- Genre: Documentary
- Directed by: Danny Horan
- Country of origin: United Kingdom
- Original language: English

Original release
- Network: Channel 4
- Release: 3 April 2007

= Eunuchs (film) =

2007 British TV documentary film

Eunuchs is a television documentary film which premiered 3 April 2007 on Channel 4. The film interviewed and followed the lives of a number of men who chose voluntarily to become eunuchs.

== Overview ==
The film starts by interviewing the Sheriff of Haywood County, North Carolina, at the Waynesville home of S&M enthusiast Richard Sciara—known as 'Master Rick'—where he and two of his companions had been castrating men.

The interviewer meets Roger, a British man who was castrated by Dr Murray Kimmel, a surgeon in Philadelphia, and a young American man called Zachary Arnold who was planning to do likewise.

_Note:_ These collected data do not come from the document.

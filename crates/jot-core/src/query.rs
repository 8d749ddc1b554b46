//! Query parsing.
//!
//! Query strings are parsed into a small boolean AST. The grammar:
//!
//! - `word` - a term; bare words next to each other are OR-ed
//! - `"several words"` - a phrase, the words must appear consecutively
//! - `a AND b`, `a OR b`, `a NOT b`, `NOT a` - operators (upper case only)
//! - `( ... )` - grouping
//! - `content:word`, `filename:name` - field scoping; `content` is the default
//!
//! Operators have no precedence and combine left to right, so `a OR b AND c`
//! means `(a OR b) AND c`. Words go through the same analyzer as documents;
//! a word that splits into several tokens (`follow-up`) becomes a phrase.
//!
//! Runs of the same operator collapse into one n-ary node, so a long list of
//! bare words stays flat. Queries that nest deeper than [`MAX_DEPTH`] are
//! rejected.

use crate::analyzer;
use crate::error::{JotError, Result};
use std::fmt;

/// Deepest query tree or group nesting the parser accepts
pub const MAX_DEPTH: usize = 64;

/// A parsed query.
#[derive(Debug, Clone, PartialEq, Eq)]
pub enum Query {
    /// Single normalized term in the content field
    Term(String),

    /// Consecutive normalized terms in the content field
    Phrase(Vec<String>),

    /// Case-insensitive file name, with or without extension
    FileName(String),

    /// Every clause must match
    And(Vec<Query>),

    /// Any clause may match
    Or(Vec<Query>),

    /// Documents not matching the inner query
    Not(Box<Query>),
}

/// Fields a query clause can be scoped to
#[derive(Debug, Clone, Copy, PartialEq, Eq)]
pub enum Field {
    /// Note text (default)
    Content,
    /// Note file name
    FileName,
}

impl Field {
    fn parse(name: &str) -> Option<Self> {
        match name.to_ascii_lowercase().as_str() {
            "content" => Some(Field::Content),
            "filename" => Some(Field::FileName),
            _ => None,
        }
    }
}

impl Query {
    /// Combine two queries with AND, extending `left` if it already is one
    pub fn and(left: Query, right: Query) -> Self {
        match left {
            Query::And(mut clauses) => {
                clauses.push(right);
                Query::And(clauses)
            }
            left => Query::And(vec![left, right]),
        }
    }

    /// Combine two queries with OR, extending `left` if it already is one
    pub fn or(left: Query, right: Query) -> Self {
        match left {
            Query::Or(mut clauses) => {
                clauses.push(right);
                Query::Or(clauses)
            }
            left => Query::Or(vec![left, right]),
        }
    }

    /// Negate a query
    pub fn negate(inner: Query) -> Self {
        Query::Not(Box::new(inner))
    }

    /// Leaf clauses that contribute matches, skipping negated ones.
    ///
    /// These are the clauses worth highlighting in a hit.
    pub fn positive_leaves(&self) -> Vec<&Query> {
        let mut leaves = Vec::new();
        self.collect_leaves(true, &mut leaves);
        leaves
    }

    fn collect_leaves<'a>(&'a self, positive: bool, out: &mut Vec<&'a Query>) {
        match self {
            Query::Term(_) | Query::Phrase(_) | Query::FileName(_) => {
                if positive {
                    out.push(self);
                }
            }
            Query::And(clauses) | Query::Or(clauses) => {
                for clause in clauses {
                    clause.collect_leaves(positive, out);
                }
            }
            Query::Not(inner) => inner.collect_leaves(!positive, out),
        }
    }
}

impl fmt::Display for Query {
    fn fmt(&self, f: &mut fmt::Formatter<'_>) -> fmt::Result {
        match self {
            Query::Term(t) => write!(f, "{}", t),
            Query::Phrase(terms) => write!(f, "\"{}\"", terms.join(" ")),
            Query::FileName(name) => write!(f, "filename:{}", name),
            Query::And(clauses) => write_joined(f, clauses, " AND "),
            Query::Or(clauses) => write_joined(f, clauses, " OR "),
            Query::Not(inner) => write!(f, "NOT {}", inner),
        }
    }
}

fn write_joined(f: &mut fmt::Formatter<'_>, clauses: &[Query], separator: &str) -> fmt::Result {
    f.write_str("(")?;
    for (i, clause) in clauses.iter().enumerate() {
        if i > 0 {
            f.write_str(separator)?;
        }
        write!(f, "{}", clause)?;
    }
    f.write_str(")")
}

/// Parse a query string.
///
/// # Example
/// ```
/// use jot_core::query::parse;
/// let query = parse("\"quarterly report\" AND friday").unwrap();
/// assert_eq!(query.to_string(), "(\"quarterly report\" AND friday)");
/// ```
pub fn parse(input: &str) -> Result<Query> {
    let tokens = lex(input)?;
    let mut parser = Parser {
        input,
        tokens,
        pos: 0,
        nesting: 0,
    };

    if parser.tokens.is_empty() {
        return Err(JotError::query_syntax(input, 0, "query is empty"));
    }

    let (query, _) = parser.parse_expr(Field::Content)?;
    if let Some(token) = parser.peek() {
        return Err(JotError::query_syntax(
            input,
            token.offset,
            "unbalanced ')'",
        ));
    }
    Ok(query)
}

#[derive(Debug, Clone, PartialEq, Eq)]
enum LexKind {
    Word(String),
    Quoted(String),
    Field(String),
    And,
    Or,
    Not,
    Open,
    Close,
}

#[derive(Debug, Clone)]
struct LexToken {
    kind: LexKind,
    offset: usize,
}

fn lex(input: &str) -> Result<Vec<LexToken>> {
    let mut tokens = Vec::new();
    let mut chars = input.char_indices().peekable();

    while let Some(&(offset, ch)) = chars.peek() {
        match ch {
            c if c.is_whitespace() => {
                chars.next();
            }
            '(' => {
                chars.next();
                tokens.push(LexToken { kind: LexKind::Open, offset });
            }
            ')' => {
                chars.next();
                tokens.push(LexToken { kind: LexKind::Close, offset });
            }
            '"' => {
                chars.next();
                let start = offset + 1;
                let mut end = None;
                for (i, c) in chars.by_ref() {
                    if c == '"' {
                        end = Some(i);
                        break;
                    }
                }
                let end = end.ok_or_else(|| {
                    JotError::query_syntax(input, offset, "unterminated phrase, missing '\"'")
                })?;
                tokens.push(LexToken {
                    kind: LexKind::Quoted(input[start..end].to_string()),
                    offset,
                });
            }
            _ => {
                let mut end = input.len();
                let mut field_end = None;
                while let Some(&(i, c)) = chars.peek() {
                    if c.is_whitespace() || c == '(' || c == ')' || c == '"' {
                        end = i;
                        break;
                    }
                    chars.next();
                    if c == ':' && field_end.is_none() {
                        let prefix = &input[offset..i];
                        if !prefix.is_empty() && prefix.chars().all(|p| p.is_ascii_alphabetic()) {
                            field_end = Some(i);
                            break;
                        }
                    }
                }

                if let Some(name_end) = field_end {
                    tokens.push(LexToken {
                        kind: LexKind::Field(input[offset..name_end].to_string()),
                        offset,
                    });
                    continue;
                }

                let word = &input[offset..end];
                let kind = match word {
                    "AND" | "&&" => LexKind::And,
                    "OR" | "||" => LexKind::Or,
                    "NOT" => LexKind::Not,
                    _ => LexKind::Word(word.to_string()),
                };
                tokens.push(LexToken { kind, offset });
            }
        }
    }

    Ok(tokens)
}

/// A parsed subtree and the depth of its tree
type Parsed = (Query, usize);

struct Parser<'a> {
    input: &'a str,
    tokens: Vec<LexToken>,
    pos: usize,
    /// Open groups and NOTs around the current token
    nesting: usize,
}

impl<'a> Parser<'a> {
    fn peek(&self) -> Option<&LexToken> {
        self.tokens.get(self.pos)
    }

    fn advance(&mut self) -> Option<LexToken> {
        let token = self.tokens.get(self.pos).cloned();
        if token.is_some() {
            self.pos += 1;
        }
        token
    }

    fn error(&self, offset: usize, reason: &str) -> JotError {
        JotError::query_syntax(self.input, offset, reason)
    }

    fn end_offset(&self) -> usize {
        self.input.len()
    }

    fn enter(&mut self, offset: usize) -> Result<()> {
        self.nesting += 1;
        if self.nesting > MAX_DEPTH {
            return Err(self.error(offset, "query nests too deeply"));
        }
        Ok(())
    }

    fn parse_expr(&mut self, field: Field) -> Result<Parsed> {
        let (mut left, mut depth) = self.parse_unary(field)?;

        loop {
            let (kind, offset) = match self.peek() {
                None => break,
                Some(token) if token.kind == LexKind::Close => break,
                Some(token) => (token.kind.clone(), token.offset),
            };

            let conjunction = matches!(kind, LexKind::And | LexKind::Not);
            let (right, right_depth) = match kind {
                LexKind::And | LexKind::Or => {
                    self.advance();
                    self.parse_unary(field)?
                }
                LexKind::Not => {
                    self.advance();
                    let (inner, inner_depth) = self.parse_unary(field)?;
                    (Query::negate(inner), inner_depth + 1)
                }
                _ => self.parse_unary(field)?,
            };

            // Extending a node of the same kind keeps the tree flat.
            let extends = match &left {
                Query::And(_) => conjunction,
                Query::Or(_) => !conjunction,
                _ => false,
            };
            depth = if extends {
                depth.max(right_depth + 1)
            } else {
                depth.max(right_depth) + 1
            };
            if depth > MAX_DEPTH {
                return Err(self.error(offset, "query nests too deeply"));
            }

            left = if conjunction {
                Query::and(left, right)
            } else {
                Query::or(left, right)
            };
        }

        Ok((left, depth))
    }

    fn parse_unary(&mut self, field: Field) -> Result<Parsed> {
        if let Some(token) = self.peek().filter(|t| t.kind == LexKind::Not) {
            let offset = token.offset;
            self.advance();
            self.enter(offset)?;
            let (inner, depth) = self.parse_unary(field)?;
            self.nesting -= 1;
            return Ok((Query::negate(inner), depth + 1));
        }
        self.parse_primary(field)
    }

    fn parse_primary(&mut self, field: Field) -> Result<Parsed> {
        let token = match self.advance() {
            Some(token) => token,
            None => {
                return Err(self.error(self.end_offset(), "expected a term after operator"));
            }
        };

        match token.kind {
            LexKind::Word(word) => Ok((self.leaf(field, &word, token.offset)?, 1)),
            LexKind::Quoted(text) => Ok((self.leaf(field, &text, token.offset)?, 1)),
            LexKind::Open => {
                if matches!(self.peek(), Some(t) if t.kind == LexKind::Close) {
                    return Err(self.error(token.offset, "empty group '()'"));
                }
                self.enter(token.offset)?;
                let inner = self.parse_expr(field)?;
                self.nesting -= 1;
                match self.advance() {
                    Some(close) if close.kind == LexKind::Close => Ok(inner),
                    _ => Err(self.error(token.offset, "unbalanced '(', missing ')'")),
                }
            }
            LexKind::Field(name) => {
                let scoped = Field::parse(&name)
                    .ok_or_else(|| self.error(token.offset, &format!("unknown field '{}'", name)))?;
                match self.peek() {
                    Some(t)
                        if matches!(
                            t.kind,
                            LexKind::Word(_) | LexKind::Quoted(_) | LexKind::Open
                        ) =>
                    {
                        self.parse_primary(scoped)
                    }
                    _ => Err(self.error(token.offset, &format!("field '{}' has no value", name))),
                }
            }
            LexKind::And | LexKind::Or => {
                Err(self.error(token.offset, "operator is missing its left operand"))
            }
            LexKind::Not => Err(self.error(token.offset, "dangling NOT")),
            LexKind::Close => Err(self.error(token.offset, "unbalanced ')'")),
        }
    }

    fn leaf(&self, field: Field, text: &str, offset: usize) -> Result<Query> {
        match field {
            Field::Content => {
                let mut terms = analyzer::terms(text);
                match terms.len() {
                    0 => Err(self.error(offset, "term contains no searchable text")),
                    1 => Ok(Query::Term(terms.remove(0))),
                    _ => Ok(Query::Phrase(terms)),
                }
            }
            Field::FileName => {
                let name = text.trim().to_lowercase();
                if name.is_empty() {
                    Err(self.error(offset, "empty file name"))
                } else {
                    Ok(Query::FileName(name))
                }
            }
        }
    }
}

The programme also interviews Bill from Florida, who used a burdizzo at home to remove his own testicles to control his overactive sex drive and put the photographs online.

The fourth man they interview is Brother Shawn Francis Benedict from the LGBT-affirming Ray of Hope Church in Elmira, New York. He said that his castration represented "the end of my cooperation with all the traditional expectations of the American male".

== Reception ==
Lucy Mangan in The Guardian sarcastically wondered whether Channel 4 was adequately serving its public service remit, saying after watching it she felt "informed, entertained and ever so slightly like I am about to have a stroke". Mangan also noted that the programme failed to address the wider issues regarding gender and sexuality: it "told the stories without attempting to ask or answer questions about how we construct masculinity, what there might be to fear in belonging to an ostensibly privileged gender that you would rather cut off its physical markers than remain part of it, or what part an internalised cultural hatred of homosexuality might have played in the men's decisions".

In The Scotsman, Andrea Mullaney said that "the programme did make it seem less freakish" but she was left baffled as to why the men desired castration.

In The Independent, Thomas Sutcliffe remarked that the Internet enabled documentary film makers to locate "human compulsion or oddity" much easier as "prospective interviewees are stacked up on the specialist chat-room sites just waiting to receive your email". Sutcliffe also expressed concern for the interviewees over the "prurient curiosity" of the British television audience.